Primero fue el amor. El de un hombre a un escudo. El de un futbolista a la única camiseta que ha besado. El de Fabio Quagliarella al Nápoles. Napolitano de nacimiento, se formó futbolísticamente en el Torino. Delantero de oficio, sus goles llamaron siempre la atención de equipos que flotaban cada vez en cotas más altas. Ascoli, Sampdoria o Udinese fueron algunos de los clubes que tiñeron su pecho con sus colores. Pero Fabio no colmó sus sentimientos hasta que no fichó por el equipo de su tierra natal. En 2009 el Nápoles pagó por él 19 millones de euros y entonces sí, sus labios acariciaron por fin su amado escudo.
Era entonces cuando debían llegar los frutos del romance, pero para Quagliarella se abrieron las puertas del infierno. Un problema con las contraseñas de sus cuentas en las redes sociales le hizo conocer a Raffaele Piccolo, un agente de la Polizia Postale especializado en delitos informáticos. Entre futbolista y agente nació una amistad y Piccolo se mezcló con el entorno más cercano de Quagliarella.
Fue entonces cuando el idilio del futbolista se truncó en pesadilla. A su casa empezaron a llegar misivas con amenazas, con acusaciones de estar relacionado con el tráfico de drogas, la mafia e incluso con pederastia. “Una vez hasta nos hicieron encontrar un ataúd con su foto”, relataba el padre del jugador a la televisión italiana.

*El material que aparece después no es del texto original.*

impl<'m> Entity<'m> {
    pub fn prepare_store(&self, input: Map<String, Value>) -> DataResult<Record> {
        let mut trace = MutationTrace::start(self.name(), Operation::Store);
        let result = self.store_one(self.conn(), input, &mut trace);
        let record = trace.guard(result)?;
        trace.finish();
        Ok(record)
    }

    pub fn store(&self, input: Map<String, Value>) -> DataResult<Value> {
        let mut trace = MutationTrace::start(self.name(), Operation::Store);
        let result = self.store_one(self.conn(), input, &mut trace);
        let record = trace.guard(result)?;

        let value = self.present(&record);
        trace.advance(MutationStage::Transformed);
        trace.finish();
        Ok(value)
    }

    /// Validates every input, then inserts all rows in one transaction.
    /// Either every row is stored or none is.
    pub fn prepare_store_multiple(&self, inputs: Vec<Map<String, Value>>) -> DataResult<Vec<Record>> {
        let mut trace = MutationTrace::start(self.name(), Operation::Store);
        let result = self.store_many(inputs, &mut trace);
        let records = trace.guard(result)?;
        trace.finish();
        Ok(records)
    }

    pub fn store_multiple(&self, inputs: Vec<Map<String, Value>>) -> DataResult<Vec<Value>> {
        let mut trace = MutationTrace::start(self.name(), Operation::Store);
        let result = self.store_many(inputs, &mut trace);
        let records = trace.guard(result)?;

        let values = self.present_all(&records);
        trace.advance(MutationStage::Transformed);
        trace.finish();
        Ok(values)
    }

    /// Applies changed fields to the record named by `input.id`, or to the
    /// first record matching the stored conditionals.
    pub fn prepare_update(&self, input: Map<String, Value>) -> DataResult<Record> {
        let mut trace = MutationTrace::start(self.name(), Operation::Update);
        let result = self.update_target(input, &mut trace);
        let record = trace.guard(result)?;
        trace.finish();
        Ok(record)
    }

    pub fn update(&self, input: Map<String, Value>) -> DataResult<Value> {
        let mut trace = MutationTrace::start(self.name(), Operation::Update);
        let result = self.update_target(input, &mut trace);
        let record = trace.guard(result)?;

        let value = self.present(&record);
        trace.advance(MutationStage::Transformed);
        trace.finish();
        Ok(value)
    }

    /// Tombstones matching rows when the schema soft-deletes, removes them
    /// otherwise. Returns whether any row was affected.
    pub fn prepare_delete(&self, filters: Option<ConditionInput>) -> DataResult<bool> {
        let mut trace = MutationTrace::start(self.name(), Operation::Delete);
        let result = self.delete_matching(filters.as_ref(), &mut trace);
        let deleted = trace.guard(result)?;
        trace.finish();
        Ok(deleted)
    }

    pub fn delete(&self, filters: Option<ConditionInput>) -> DataResult<bool> {
        let deleted = self.prepare_delete(filters)?;
        info!(entity = self.name(), deleted, "delete finished");
        Ok(deleted)
    }

    pub fn delete_by_id(&self, id: &str) -> DataResult<bool> {
        self.delete(Some(ConditionInput::Built(Conditionals::and().where_eq("id", id))))
    }

    /// Clears tombstones on matching rows.
    pub fn restore(&self, filters: Option<ConditionInput>) -> DataResult<bool> {
        let mut trace = MutationTrace::start(self.name(), Operation::Restore);
        let result = self.restore_matching(filters.as_ref(), &mut trace);
        let restored = trace.guard(result)?;
        trace.finish();
        Ok(restored)
    }

    /// Finds the record whose fields equal `lookup` and updates it with
    /// `values`, or creates one from both maps. Runs in one transaction.
    pub fn update_or_create(&self, lookup: Map<String, Value>, values: Map<String, Value>) -> DataResult<Record> {
        let mut trace = MutationTrace::start(self.name(), Operation::Update);
        let result = self.upsert(lookup, values, &mut trace);
        let record = trace.guard(result)?;
        trace.finish();
        Ok(record)
    }

    fn store_one(&self, conn: &Connection, input: Map<String, Value>, trace: &mut MutationTrace) -> DataResult<Record> {
        let record = self.build_record(input)?;
        trace.advance(MutationStage::Prepared);

        Records::new(conn, self.schema()).insert(&record)?;
        trace.advance(MutationStage::Persisted);
        Ok(record)
    }

    fn store_many(&self, inputs: Vec<Map<String, Value>>, trace: &mut MutationTrace) -> DataResult<Vec<Record>> {
        let mut records = Vec::with_capacity(inputs.len());
        let mut errors = FieldErrors::new();
        for (index, input) in inputs.into_iter().enumerate() {
            match self.build_record(input) {
                Ok(record) => records.push(record),
                Err(DataError::Validation { errors: row_errors, .. }) => {
                    for field in row_errors.fields() {
                        for message in row_errors.get(field).unwrap_or_default() {
                            errors.add(format!("{}.{}", index, field), message.clone());
                        }
                    }
                }
                Err(err) => return Err(err),
            }
        }
        errors.into_result(self.name())?;
        trace.advance(MutationStage::Prepared);

        let tx = self.conn().unchecked_transaction().map_err(DataError::storage(self.schema().name(), Operation::Transaction))?;
        {
            let records_table = Records::new(&tx, self.schema());
            for record in &records {
                records_table.insert(record)?;
            }
        }
        tx.commit().map_err(DataError::storage(self.schema().name(), Operation::Transaction))?;
        trace.advance(MutationStage::Persisted);

        debug!(entity = self.name(), count = records.len(), "stored batch");
        Ok(records)
    }

    fn update_target(&self, input: Map<String, Value>, trace: &mut MutationTrace) -> DataResult<Record> {
        let existing = match input.get("id") {
            Some(Value::String(id)) => {
                let select = Select {
                    conditionals: self.scoped(Conditionals::and().where_eq("id", id.as_str())),
                    trashed: Trashed::Without,
                    limit: Some(1),
                    ..Default::default()
                };
                self.records()
                    .select(&select)?
                    .into_iter()
                    .next()
                    .ok_or_else(|| DataError::not_found(self.name(), id.clone()))?
            }
            Some(_) => return Err(DataError::invalid(self.name(), "id", "must be a string")),
            None => {
                let conditionals = self.merge_condition(None)?;
                if conditionals.is_empty() {
                    return Err(DataError::invalid(self.name(), "id", "is required to update without conditionals"));
                }
                let select = Select {
                    conditionals: self.query_conditionals(None)?,
                    trashed: Trashed::Without,
                    limit: Some(1),
                    ..Default::default()
                };
                self.records()
                    .select(&select)?
                    .into_iter()
                    .next()
                    .ok_or_else(|| DataError::not_found(self.name(), "matching conditionals"))?
            }
        };

        self.apply_update(self.conn(), existing, input, trace)
    }

    fn apply_update(&self, conn: &Connection, existing: Record, mut input: Map<String, Value>, trace: &mut MutationTrace) -> DataResult<Record> {
        let schema = self.schema();
        let mut errors = schema.prepare_input(&mut input, InputMode::Update);

        if let Some(Value::String(id)) = input.remove("id") {
            if id != existing.id {
                errors.add("id", "cannot be changed");
            }
        }

        let props = match input.remove("props") {
            None => None,
            Some(value) => self.check_props(value, &mut errors).map(|incoming| {
                let mut merged = existing.props.clone().unwrap_or_default();
                merged.extend(incoming);
                merged
            }),
        };

        let mut changes = Map::new();
        for (field, value) in input {
            let Some(column) = self.check_field(&field, &value, &mut errors) else {
                continue;
            };
            if column.required && value.is_null() {
                errors.add(field.as_str(), "is required");
                continue;
            }
            let value = stored_value(column.kind, value);
            if existing.attributes.get(&field) != Some(&value) {
                changes.insert(field, value);
            }
        }
        errors.into_result(self.name())?;
        trace.advance(MutationStage::Prepared);

        let props_changed = props.as_ref().is_some_and(|props| Some(props) != existing.props.as_ref());
        if changes.is_empty() && !props_changed {
            debug!(entity = self.name(), id = %existing.id, "nothing to update");
            trace.advance(MutationStage::Persisted);
            return Ok(existing);
        }

        let table = Records::new(conn, schema);
        table.update(&existing.id, &changes, props.as_ref(), &now_timestamp())?;
        let updated = table.find(&existing.id, Trashed::With)?.ok_or_else(|| DataError::not_found(self.name(), existing.id.clone()))?;
        trace.advance(MutationStage::Persisted);
        Ok(updated)
    }

    fn delete_matching(&self, filters: Option<&ConditionInput>, trace: &mut MutationTrace) -> DataResult<bool> {
        if self.merge_condition(filters)?.is_empty() {
            return Err(DataError::invalid(self.name(), "filters", "at least one condition is required to delete"));
        }
        let conditionals = self.query_conditionals(filters)?;
        trace.advance(MutationStage::Prepared);

        let affected = if self.schema().soft_deletes() {
            self.records().soft_delete(&conditionals, &now_timestamp())?
        } else {
            self.records().hard_delete(&conditionals)?
        };
        trace.advance(MutationStage::Persisted);

        debug!(entity = self.name(), affected, "delete applied");
        Ok(affected > 0)
    }

    fn restore_matching(&self, filters: Option<&ConditionInput>, trace: &mut MutationTrace) -> DataResult<bool> {
        if !self.schema().soft_deletes() {
            return Err(DataError::Configuration(format!("{} does not keep deleted records", self.name())));
        }
        if self.merge_condition(filters)?.is_empty() {
            return Err(DataError::invalid(self.name(), "filters", "at least one condition is required to restore"));
        }
        let conditionals = self.query_conditionals(filters)?;
        trace.advance(MutationStage::Prepared);

        let affected = self.records().restore(&conditionals, &now_timestamp())?;
        trace.advance(MutationStage::Persisted);
        Ok(affected > 0)
    }

    fn upsert(&self, lookup: Map<String, Value>, values: Map<String, Value>, trace: &mut MutationTrace) -> DataResult<Record> {
        if lookup.is_empty() {
            return Err(DataError::invalid(self.name(), "lookup", "at least one uniqueness field is required"));
        }

        // Match against values as they would be stored.
        let mut normalized = lookup.clone();
        let _ = self.schema().prepare_input(&mut normalized, InputMode::Update);
        let mut conditionals = Conditionals::new(Logic::And);
        for (field, value) in &lookup {
            let value = normalized.get(field).unwrap_or(value);
            conditionals = conditionals.where_eq(field.as_str(), value.clone());
        }

        let tx = self.conn().unchecked_transaction().map_err(DataError::storage(self.schema().name(), Operation::Transaction))?;
        let existing = Records::new(&tx, self.schema())
            .select(&Select {
                conditionals: self.scoped(conditionals),
                trashed: Trashed::Without,
                limit: Some(1),
                ..Default::default()
            })?
            .into_iter()
            .next();

        let record = match existing {
            Some(existing) => {
                debug!(entity = self.name(), id = %existing.id, "update_or_create matched");
                self.apply_update(&tx, existing, values, trace)?
            }
            None => {
                let mut input = lookup;
                input.extend(values);
                self.store_one(&tx, input, trace)?
            }
        };

        tx.commit().map_err(DataError::storage(self.schema().name(), Operation::Transaction))?;
        Ok(record)
    }

    /// Normalizes and validates create input into a record ready to insert.
    fn build_record(&self, mut input: Map<String, Value>) -> DataResult<Record> {
        let schema = self.schema();
        let mut errors = schema.prepare_input(&mut input, InputMode::Create);

        let id = match input.remove("id") {
            None | Some(Value::Null) => next_id(),
            Some(Value::String(id)) if !id.trim().is_empty() => id,
            Some(_) => {
                errors.add("id", "must be a non-empty string");
                String::new()
            }
        };

        let props = match input.remove("props") {
            None | Some(Value::Null) => None,
            Some(value) => self.check_props(value, &mut errors),
        };

        let mut attributes = Map::new();
        for (field, value) in input {
            if let Some(column) = self.check_field(&field, &value, &mut errors) {
                attributes.insert(field, stored_value(column.kind, value));
            }
        }

        for column in schema.columns() {
            let present = attributes.get(column.name).is_some_and(|value| !value.is_null());
            if column.required && !present {
                errors.add(column.name, "is required");
            }
            attributes.entry(column.name).or_insert(Value::Null);
        }
        errors.into_result(self.name())?;

        let now = now_timestamp();
        Ok(Record {
            id,
            attributes,
            props,
            created_at: Some(now.clone()),
            updated_at: Some(now),
            ..Default::default()
        })
    }

    fn check_props(&self, value: Value, errors: &mut FieldErrors) -> Option<Map<String, Value>> {
        if !self.schema().has_props() {
            errors.add("props", format!("is not a field of {}", self.name()));
            return None;
        }
        match value {
            Value::Object(props) => Some(props),
            _ => {
                errors.add("props", "must be an object");
                None
            }
        }
    }

    /// Returns the column for `field` when it exists and `value` fits it.
    fn check_field(&self, field: &str, value: &Value, errors: &mut FieldErrors) -> Option<&'static Column> {
        if MANAGED_FIELDS.contains(&field) {
            errors.add(field, "is managed automatically");
            return None;
        }
        let Some(column) = self.schema().column(field) else {
            errors.add(field, format!("is not a field of {}", self.name()));
            return None;
        };
        if let Some(message) = type_mismatch(column.kind, value) {
            errors.add(field, message);
            return None;
        }
        Some(column)
    }
}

Fabio pidió auxilio a su amigo policía y Piccolo prometió investigar hasta el fondo del asunto. Solo le pidió una cosa: que no hablase con nadie del asunto. Él personalmente llevaría el caso. Las amenazas se multiplicaron hasta hacer la situación insostenible, tanto para el jugador y su familia como para el propio Nápoles, a cuya sede también llegaban cartas desprestigiando al futbolista. La solución era evidente: un traspaso.
Quagliarella fue traspasado a la Juventus en 2010 y vio truncado su amorío azzurro. La afición, que desconocía el acoso al que el jugador y su familia estaban sometidos, entendió la marcha como una traición al club. Desde entonces el infierno personal se recrudeció. A las amenazas existentes se sumaron insultos y reproches cada vez que regresaba a Nápoles para visitar a su familia. “Me llamaban infame, tenía que esconderme para evitar discusiones y peleas. Mi gente es maravillosa, pero no sabía lo que pasó de verdad. Yo me decía a mí mismo ‘un día todo saldrá a la luz’. Y el día llegó”, explicaba en la televisión italiana Quagliarella.
Un día, efectivamente, se apagaron las llamas del infierno. La policía descubrió que detrás de todas las amenazas estaba Raffaele Piccolo, quien en ese tiempo había recibido de Quagliarella incontables entradas para partidos y camisetas. Recibió una condena de cuatro años y ocho meses de prisión, pero gracias a prescripciones y triquiñuelas legales puede que no pise la cárcel.
Fabio pudo destapar la historia que había ocultado durante años y la afición del Nápoles, por fin, descubrió que no había sido traicionada. En el último partido del Nápoles ante el Crotone, en San Paolo, llegó su disculpa en forma de pancarta: En el infierno que has vivido, enorme dignidad. Nos volveremos a abrazar, Fabio. Hijo de esta ciudad. Quagliarella, que a sus 34 años juega en la Sampdoria, vuelve a soñar con volver a casa sin que el terror ponga límites a su pasión. Y poder disfrutar, por fin, del amor en plenitud.